--- WORK INSTRUCTIONS ---
Copy out the lines below that hold the word "secrets".
_ _ _ _ _
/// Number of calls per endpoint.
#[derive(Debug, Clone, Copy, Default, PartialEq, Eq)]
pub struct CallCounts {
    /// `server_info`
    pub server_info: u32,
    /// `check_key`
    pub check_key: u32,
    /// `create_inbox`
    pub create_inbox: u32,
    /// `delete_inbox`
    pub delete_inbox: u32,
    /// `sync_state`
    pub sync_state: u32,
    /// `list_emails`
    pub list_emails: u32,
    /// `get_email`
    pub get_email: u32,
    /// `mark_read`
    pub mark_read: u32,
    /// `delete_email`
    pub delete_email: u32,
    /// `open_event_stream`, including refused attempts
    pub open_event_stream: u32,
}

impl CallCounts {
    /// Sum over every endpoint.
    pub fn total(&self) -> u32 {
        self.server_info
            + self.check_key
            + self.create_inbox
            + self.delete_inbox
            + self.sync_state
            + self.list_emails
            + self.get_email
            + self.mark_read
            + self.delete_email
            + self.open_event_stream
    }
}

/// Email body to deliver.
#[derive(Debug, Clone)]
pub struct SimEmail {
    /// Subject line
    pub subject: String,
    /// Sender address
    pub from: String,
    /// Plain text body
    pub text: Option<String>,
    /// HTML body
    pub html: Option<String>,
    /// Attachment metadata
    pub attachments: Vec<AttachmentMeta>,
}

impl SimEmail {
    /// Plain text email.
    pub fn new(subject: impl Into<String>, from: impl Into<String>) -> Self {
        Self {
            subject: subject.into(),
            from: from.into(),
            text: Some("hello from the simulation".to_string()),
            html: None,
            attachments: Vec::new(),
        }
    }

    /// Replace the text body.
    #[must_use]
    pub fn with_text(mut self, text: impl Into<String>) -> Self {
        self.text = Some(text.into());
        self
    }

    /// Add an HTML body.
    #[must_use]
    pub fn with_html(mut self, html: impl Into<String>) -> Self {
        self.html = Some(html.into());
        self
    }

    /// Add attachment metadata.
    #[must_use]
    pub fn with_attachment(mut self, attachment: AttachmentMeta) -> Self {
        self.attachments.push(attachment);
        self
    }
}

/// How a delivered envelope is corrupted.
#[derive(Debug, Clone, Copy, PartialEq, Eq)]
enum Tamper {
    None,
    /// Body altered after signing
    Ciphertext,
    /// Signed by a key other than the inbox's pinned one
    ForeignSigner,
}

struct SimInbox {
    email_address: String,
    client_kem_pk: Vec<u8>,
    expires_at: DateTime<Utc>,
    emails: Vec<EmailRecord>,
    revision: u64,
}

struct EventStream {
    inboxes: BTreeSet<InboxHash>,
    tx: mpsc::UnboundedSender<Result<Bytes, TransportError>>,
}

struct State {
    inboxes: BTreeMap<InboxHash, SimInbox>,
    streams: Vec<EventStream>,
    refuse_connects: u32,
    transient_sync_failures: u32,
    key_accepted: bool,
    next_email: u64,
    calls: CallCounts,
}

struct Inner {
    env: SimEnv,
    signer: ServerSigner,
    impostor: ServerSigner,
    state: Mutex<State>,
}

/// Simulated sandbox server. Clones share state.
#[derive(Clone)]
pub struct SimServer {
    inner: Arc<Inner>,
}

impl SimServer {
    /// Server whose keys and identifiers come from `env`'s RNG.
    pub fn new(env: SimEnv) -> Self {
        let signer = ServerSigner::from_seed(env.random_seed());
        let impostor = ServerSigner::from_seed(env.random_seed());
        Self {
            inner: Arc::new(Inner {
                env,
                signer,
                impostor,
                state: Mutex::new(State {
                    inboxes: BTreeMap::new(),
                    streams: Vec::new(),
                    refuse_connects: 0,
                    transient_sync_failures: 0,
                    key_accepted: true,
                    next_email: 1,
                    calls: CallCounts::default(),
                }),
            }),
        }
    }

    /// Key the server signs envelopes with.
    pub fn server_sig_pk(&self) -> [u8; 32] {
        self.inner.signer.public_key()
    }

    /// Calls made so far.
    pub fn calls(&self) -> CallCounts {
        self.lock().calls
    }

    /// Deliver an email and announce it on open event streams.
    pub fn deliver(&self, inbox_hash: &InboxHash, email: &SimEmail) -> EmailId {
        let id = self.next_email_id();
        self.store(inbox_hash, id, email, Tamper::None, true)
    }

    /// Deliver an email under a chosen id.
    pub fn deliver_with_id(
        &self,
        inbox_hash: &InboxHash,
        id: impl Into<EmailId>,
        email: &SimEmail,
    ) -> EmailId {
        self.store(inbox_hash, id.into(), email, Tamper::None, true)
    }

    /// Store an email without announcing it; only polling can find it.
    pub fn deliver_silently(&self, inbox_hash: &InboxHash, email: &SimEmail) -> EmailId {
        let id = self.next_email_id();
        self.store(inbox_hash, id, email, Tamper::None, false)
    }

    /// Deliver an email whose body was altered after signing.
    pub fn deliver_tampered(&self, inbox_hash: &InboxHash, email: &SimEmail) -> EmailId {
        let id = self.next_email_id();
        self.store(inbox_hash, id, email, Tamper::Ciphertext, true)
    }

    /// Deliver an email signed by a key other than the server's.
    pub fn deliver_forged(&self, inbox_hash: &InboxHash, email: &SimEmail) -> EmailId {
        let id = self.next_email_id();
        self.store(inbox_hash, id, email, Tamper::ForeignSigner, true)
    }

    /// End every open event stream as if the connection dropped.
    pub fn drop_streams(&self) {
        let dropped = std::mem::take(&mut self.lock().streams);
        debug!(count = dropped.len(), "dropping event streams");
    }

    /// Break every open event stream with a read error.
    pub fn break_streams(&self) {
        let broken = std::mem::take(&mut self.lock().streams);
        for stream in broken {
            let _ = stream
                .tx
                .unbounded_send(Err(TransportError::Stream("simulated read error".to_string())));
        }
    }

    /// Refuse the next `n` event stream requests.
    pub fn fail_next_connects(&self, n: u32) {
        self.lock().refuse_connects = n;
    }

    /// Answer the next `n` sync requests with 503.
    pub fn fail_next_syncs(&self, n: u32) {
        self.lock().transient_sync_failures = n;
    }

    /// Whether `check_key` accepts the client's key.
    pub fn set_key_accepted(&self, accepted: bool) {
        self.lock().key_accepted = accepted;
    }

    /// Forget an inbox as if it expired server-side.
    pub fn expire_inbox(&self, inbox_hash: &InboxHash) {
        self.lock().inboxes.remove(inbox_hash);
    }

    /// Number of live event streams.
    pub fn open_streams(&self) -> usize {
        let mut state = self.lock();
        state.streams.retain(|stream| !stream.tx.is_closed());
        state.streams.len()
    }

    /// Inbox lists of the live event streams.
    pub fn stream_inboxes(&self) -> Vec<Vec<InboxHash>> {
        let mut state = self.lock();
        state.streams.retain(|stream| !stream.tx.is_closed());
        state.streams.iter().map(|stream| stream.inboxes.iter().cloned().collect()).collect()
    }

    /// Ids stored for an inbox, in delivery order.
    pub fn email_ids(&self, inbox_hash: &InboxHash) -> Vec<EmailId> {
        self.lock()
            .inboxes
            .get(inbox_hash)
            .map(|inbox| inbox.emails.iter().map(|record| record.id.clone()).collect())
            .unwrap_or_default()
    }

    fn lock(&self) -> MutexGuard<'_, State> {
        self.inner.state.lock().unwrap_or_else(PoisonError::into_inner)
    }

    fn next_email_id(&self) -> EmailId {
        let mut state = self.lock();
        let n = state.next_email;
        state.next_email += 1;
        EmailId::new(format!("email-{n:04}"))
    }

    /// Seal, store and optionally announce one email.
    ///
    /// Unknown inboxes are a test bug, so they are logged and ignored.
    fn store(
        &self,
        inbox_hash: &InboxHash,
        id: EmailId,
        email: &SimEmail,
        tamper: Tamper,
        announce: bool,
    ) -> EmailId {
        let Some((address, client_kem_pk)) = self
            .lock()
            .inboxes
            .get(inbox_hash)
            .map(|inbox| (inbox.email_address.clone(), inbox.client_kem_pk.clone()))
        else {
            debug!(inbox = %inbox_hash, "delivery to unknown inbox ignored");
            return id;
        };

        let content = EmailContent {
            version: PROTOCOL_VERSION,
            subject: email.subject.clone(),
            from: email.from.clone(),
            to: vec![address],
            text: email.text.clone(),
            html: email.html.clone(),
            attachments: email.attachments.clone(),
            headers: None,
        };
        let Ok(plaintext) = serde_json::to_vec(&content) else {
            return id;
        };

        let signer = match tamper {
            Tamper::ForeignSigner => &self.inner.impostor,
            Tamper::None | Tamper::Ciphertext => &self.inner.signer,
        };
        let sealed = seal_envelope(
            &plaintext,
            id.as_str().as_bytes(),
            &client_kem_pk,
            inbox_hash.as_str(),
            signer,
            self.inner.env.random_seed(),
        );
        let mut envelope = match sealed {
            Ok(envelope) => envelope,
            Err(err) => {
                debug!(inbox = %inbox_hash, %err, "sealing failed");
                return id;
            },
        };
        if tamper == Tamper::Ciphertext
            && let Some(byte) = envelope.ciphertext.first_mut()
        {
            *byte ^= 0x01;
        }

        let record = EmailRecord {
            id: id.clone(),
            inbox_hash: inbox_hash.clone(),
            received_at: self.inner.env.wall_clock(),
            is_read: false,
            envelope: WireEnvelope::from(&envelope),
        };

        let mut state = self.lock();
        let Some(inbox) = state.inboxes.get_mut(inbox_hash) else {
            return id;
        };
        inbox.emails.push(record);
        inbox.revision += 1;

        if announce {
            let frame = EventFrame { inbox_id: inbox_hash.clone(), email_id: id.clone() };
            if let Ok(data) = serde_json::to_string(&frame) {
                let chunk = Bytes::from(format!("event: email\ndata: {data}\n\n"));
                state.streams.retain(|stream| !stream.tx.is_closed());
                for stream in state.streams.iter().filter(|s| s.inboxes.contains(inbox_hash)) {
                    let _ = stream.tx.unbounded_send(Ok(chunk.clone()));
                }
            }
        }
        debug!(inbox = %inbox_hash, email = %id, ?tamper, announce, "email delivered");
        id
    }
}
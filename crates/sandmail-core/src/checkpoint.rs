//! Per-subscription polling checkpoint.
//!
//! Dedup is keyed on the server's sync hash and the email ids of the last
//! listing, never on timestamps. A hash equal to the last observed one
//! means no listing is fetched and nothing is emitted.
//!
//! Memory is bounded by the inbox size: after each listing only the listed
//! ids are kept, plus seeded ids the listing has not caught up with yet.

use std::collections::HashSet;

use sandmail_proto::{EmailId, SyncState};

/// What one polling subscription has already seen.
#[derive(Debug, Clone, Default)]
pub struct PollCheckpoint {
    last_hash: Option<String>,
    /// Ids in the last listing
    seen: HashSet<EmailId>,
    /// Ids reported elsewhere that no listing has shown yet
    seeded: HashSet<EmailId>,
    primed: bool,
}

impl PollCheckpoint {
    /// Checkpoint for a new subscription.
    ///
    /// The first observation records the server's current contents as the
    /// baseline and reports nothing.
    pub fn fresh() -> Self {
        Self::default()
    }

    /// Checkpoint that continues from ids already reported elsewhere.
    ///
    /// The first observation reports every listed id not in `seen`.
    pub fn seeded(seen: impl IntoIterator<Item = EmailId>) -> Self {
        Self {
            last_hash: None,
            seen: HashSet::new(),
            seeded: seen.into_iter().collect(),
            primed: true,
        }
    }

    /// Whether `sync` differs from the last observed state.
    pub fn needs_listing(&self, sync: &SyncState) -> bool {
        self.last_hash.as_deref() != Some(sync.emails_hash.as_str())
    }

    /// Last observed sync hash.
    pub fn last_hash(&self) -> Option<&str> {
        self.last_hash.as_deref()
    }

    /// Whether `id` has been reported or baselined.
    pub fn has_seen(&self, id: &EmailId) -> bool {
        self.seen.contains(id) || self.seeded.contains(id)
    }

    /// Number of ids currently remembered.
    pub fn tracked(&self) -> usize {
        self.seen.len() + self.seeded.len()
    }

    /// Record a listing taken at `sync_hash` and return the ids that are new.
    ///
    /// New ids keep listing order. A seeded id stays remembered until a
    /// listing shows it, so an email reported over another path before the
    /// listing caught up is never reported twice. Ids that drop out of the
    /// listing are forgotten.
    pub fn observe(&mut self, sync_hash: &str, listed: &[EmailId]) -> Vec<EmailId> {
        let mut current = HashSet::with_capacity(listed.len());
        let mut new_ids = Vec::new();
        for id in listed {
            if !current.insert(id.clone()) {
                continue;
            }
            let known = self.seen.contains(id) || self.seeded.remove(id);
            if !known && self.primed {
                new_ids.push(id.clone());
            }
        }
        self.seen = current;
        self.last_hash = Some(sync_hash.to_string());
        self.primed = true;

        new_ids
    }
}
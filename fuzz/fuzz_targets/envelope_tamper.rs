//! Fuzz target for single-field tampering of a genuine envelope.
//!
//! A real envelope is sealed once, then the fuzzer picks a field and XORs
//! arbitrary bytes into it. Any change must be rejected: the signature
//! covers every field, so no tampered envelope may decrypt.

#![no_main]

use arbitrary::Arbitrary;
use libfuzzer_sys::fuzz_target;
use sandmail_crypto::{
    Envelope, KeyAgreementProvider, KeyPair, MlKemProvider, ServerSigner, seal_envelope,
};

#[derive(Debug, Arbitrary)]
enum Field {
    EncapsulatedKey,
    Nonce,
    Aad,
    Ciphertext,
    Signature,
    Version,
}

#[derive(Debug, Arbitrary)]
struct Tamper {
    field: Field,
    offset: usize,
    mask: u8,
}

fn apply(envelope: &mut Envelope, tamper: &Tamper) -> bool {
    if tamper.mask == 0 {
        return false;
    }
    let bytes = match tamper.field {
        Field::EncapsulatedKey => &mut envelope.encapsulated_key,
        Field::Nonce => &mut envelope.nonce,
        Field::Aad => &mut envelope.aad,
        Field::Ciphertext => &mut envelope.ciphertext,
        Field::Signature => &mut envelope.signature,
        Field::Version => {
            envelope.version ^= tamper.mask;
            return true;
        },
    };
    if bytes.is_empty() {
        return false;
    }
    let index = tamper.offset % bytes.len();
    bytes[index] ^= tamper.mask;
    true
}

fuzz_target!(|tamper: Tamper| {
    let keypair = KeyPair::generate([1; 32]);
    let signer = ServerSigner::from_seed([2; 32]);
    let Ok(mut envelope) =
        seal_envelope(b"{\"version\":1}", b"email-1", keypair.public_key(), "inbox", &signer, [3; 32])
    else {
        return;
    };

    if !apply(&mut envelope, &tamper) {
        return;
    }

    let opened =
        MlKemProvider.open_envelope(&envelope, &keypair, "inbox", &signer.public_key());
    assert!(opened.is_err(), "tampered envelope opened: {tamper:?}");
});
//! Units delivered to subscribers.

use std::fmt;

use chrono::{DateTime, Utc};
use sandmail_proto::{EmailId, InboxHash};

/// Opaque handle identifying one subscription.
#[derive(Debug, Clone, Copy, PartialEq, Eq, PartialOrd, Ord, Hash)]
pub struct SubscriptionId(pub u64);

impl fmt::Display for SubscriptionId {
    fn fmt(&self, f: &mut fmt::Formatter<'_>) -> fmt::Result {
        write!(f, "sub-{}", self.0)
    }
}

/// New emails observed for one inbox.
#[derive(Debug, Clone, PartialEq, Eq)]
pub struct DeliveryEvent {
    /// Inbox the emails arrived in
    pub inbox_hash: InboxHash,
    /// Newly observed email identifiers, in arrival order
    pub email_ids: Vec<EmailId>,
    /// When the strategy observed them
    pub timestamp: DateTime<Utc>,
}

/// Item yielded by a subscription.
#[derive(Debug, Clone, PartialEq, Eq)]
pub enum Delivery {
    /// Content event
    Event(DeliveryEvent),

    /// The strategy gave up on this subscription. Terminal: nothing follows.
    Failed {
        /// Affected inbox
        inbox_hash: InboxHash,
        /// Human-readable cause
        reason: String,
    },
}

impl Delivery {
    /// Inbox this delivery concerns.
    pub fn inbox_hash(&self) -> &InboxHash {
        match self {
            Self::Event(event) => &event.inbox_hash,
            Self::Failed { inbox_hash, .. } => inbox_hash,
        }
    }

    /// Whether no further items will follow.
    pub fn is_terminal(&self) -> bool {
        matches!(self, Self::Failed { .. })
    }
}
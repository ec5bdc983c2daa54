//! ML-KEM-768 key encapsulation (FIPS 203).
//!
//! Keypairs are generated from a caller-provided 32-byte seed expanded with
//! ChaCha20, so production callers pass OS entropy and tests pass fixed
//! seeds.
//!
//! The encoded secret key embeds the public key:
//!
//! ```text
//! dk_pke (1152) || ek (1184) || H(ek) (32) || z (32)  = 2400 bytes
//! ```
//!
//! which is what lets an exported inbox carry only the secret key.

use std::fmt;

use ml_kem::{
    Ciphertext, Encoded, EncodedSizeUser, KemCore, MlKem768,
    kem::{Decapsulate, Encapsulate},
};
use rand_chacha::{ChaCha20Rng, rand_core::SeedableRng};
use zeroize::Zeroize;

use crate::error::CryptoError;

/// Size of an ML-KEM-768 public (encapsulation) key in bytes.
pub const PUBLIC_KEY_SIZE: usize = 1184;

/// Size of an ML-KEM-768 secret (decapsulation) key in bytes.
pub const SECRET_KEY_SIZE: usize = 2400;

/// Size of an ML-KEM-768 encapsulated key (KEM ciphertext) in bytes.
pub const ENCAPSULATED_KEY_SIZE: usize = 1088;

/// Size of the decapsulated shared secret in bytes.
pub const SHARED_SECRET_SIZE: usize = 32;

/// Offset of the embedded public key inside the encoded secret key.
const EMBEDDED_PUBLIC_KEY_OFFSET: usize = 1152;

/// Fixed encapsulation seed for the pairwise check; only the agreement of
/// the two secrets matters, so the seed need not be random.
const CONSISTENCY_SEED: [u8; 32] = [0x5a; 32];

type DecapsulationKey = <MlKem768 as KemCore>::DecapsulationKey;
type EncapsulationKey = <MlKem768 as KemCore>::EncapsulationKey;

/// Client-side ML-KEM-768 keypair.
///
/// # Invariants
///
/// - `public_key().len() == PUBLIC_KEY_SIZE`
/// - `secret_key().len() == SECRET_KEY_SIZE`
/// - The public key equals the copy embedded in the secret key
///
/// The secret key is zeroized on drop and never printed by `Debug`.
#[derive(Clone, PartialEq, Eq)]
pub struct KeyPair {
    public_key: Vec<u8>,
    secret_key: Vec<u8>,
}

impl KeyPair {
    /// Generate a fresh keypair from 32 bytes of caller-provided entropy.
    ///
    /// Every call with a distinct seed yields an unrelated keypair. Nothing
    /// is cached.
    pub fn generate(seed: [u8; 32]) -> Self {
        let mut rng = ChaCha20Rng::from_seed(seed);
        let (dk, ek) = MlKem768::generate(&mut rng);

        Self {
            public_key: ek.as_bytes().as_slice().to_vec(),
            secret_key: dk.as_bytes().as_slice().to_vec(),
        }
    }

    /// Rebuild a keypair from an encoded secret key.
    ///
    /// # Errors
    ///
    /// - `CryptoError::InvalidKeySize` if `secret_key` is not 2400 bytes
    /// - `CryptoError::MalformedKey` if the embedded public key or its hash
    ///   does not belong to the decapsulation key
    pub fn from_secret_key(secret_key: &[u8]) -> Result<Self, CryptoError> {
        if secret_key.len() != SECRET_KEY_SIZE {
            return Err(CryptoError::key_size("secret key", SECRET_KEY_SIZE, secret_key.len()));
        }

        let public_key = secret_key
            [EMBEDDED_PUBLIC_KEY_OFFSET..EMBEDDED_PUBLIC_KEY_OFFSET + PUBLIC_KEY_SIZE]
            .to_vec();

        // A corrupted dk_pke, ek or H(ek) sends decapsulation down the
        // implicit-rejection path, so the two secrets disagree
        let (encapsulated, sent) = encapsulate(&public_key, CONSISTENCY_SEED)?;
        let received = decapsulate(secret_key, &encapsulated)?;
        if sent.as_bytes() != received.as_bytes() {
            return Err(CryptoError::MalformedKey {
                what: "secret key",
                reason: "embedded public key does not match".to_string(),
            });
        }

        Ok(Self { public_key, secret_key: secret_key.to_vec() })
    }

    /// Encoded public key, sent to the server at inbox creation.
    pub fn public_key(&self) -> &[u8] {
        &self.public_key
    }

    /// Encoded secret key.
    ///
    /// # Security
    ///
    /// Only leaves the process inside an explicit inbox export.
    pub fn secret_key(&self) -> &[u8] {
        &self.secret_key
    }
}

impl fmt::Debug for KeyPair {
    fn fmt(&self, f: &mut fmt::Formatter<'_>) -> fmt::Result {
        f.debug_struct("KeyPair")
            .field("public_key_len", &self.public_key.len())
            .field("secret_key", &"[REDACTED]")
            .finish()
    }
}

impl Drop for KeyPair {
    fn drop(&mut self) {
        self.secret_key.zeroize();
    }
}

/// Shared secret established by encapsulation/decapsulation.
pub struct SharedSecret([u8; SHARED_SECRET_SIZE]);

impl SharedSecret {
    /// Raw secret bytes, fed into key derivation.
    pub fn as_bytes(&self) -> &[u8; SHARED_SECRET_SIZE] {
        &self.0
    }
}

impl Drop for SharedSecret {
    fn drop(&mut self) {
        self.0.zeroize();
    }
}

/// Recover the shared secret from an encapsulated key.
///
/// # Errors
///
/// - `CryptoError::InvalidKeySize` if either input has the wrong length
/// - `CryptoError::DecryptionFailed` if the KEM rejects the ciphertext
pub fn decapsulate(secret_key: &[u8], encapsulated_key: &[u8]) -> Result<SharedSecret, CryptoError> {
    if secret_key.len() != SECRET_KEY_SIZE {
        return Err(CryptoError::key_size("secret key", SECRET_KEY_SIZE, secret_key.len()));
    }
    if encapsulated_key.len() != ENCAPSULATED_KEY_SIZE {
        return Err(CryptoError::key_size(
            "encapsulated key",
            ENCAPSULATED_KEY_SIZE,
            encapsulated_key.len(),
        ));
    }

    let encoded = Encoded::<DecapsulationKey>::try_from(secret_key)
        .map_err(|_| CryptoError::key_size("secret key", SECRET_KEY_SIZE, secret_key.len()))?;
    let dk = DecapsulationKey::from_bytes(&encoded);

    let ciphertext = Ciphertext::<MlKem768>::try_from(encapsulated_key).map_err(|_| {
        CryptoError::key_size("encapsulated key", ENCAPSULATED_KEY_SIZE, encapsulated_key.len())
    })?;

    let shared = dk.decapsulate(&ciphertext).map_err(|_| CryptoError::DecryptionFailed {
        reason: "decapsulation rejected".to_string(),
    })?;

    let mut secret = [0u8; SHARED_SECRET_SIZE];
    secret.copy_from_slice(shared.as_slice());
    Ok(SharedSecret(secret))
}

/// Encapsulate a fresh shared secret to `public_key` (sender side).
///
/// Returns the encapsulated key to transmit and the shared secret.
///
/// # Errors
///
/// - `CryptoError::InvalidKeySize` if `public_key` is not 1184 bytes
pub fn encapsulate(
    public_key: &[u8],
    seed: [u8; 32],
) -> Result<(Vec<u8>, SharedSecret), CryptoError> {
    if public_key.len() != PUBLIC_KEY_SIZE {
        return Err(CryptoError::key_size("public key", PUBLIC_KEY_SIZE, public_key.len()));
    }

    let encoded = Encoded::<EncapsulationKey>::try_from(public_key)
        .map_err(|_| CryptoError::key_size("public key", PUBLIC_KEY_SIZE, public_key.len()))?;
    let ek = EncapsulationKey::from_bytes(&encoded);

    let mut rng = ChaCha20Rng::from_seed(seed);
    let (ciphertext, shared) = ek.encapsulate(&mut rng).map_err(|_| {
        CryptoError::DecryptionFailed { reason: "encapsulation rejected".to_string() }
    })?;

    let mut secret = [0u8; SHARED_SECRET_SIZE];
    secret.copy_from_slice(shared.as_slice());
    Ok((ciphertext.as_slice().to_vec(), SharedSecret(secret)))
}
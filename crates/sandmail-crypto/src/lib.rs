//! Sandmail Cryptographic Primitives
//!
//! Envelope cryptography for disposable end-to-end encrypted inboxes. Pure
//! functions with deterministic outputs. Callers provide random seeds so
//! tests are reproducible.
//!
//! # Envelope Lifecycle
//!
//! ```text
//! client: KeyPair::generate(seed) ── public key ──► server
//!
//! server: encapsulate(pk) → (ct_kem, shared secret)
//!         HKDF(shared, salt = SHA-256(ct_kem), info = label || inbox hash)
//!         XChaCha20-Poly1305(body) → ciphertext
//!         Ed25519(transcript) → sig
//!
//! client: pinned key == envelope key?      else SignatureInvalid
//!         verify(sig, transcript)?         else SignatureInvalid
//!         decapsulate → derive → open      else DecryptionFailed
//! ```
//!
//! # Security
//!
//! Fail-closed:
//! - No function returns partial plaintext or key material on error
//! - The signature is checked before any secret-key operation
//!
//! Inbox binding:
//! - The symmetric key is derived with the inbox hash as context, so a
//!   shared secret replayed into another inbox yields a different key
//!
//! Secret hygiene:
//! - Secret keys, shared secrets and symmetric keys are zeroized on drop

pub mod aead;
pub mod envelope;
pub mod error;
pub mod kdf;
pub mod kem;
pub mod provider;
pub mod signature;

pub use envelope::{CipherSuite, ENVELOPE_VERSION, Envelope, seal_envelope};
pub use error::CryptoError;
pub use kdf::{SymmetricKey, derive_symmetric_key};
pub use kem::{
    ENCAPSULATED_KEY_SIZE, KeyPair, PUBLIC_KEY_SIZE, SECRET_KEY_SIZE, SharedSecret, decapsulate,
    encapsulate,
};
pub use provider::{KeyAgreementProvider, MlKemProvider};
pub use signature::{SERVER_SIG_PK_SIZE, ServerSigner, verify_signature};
_ _ _ _ _
--- THE ANSWER ---
/// the two secrets matters, so the seed need not be random.
        // implicit-rejection path, so the two secrets disagree
//! - Secret keys, shared secrets and symmetric keys are zeroized on drop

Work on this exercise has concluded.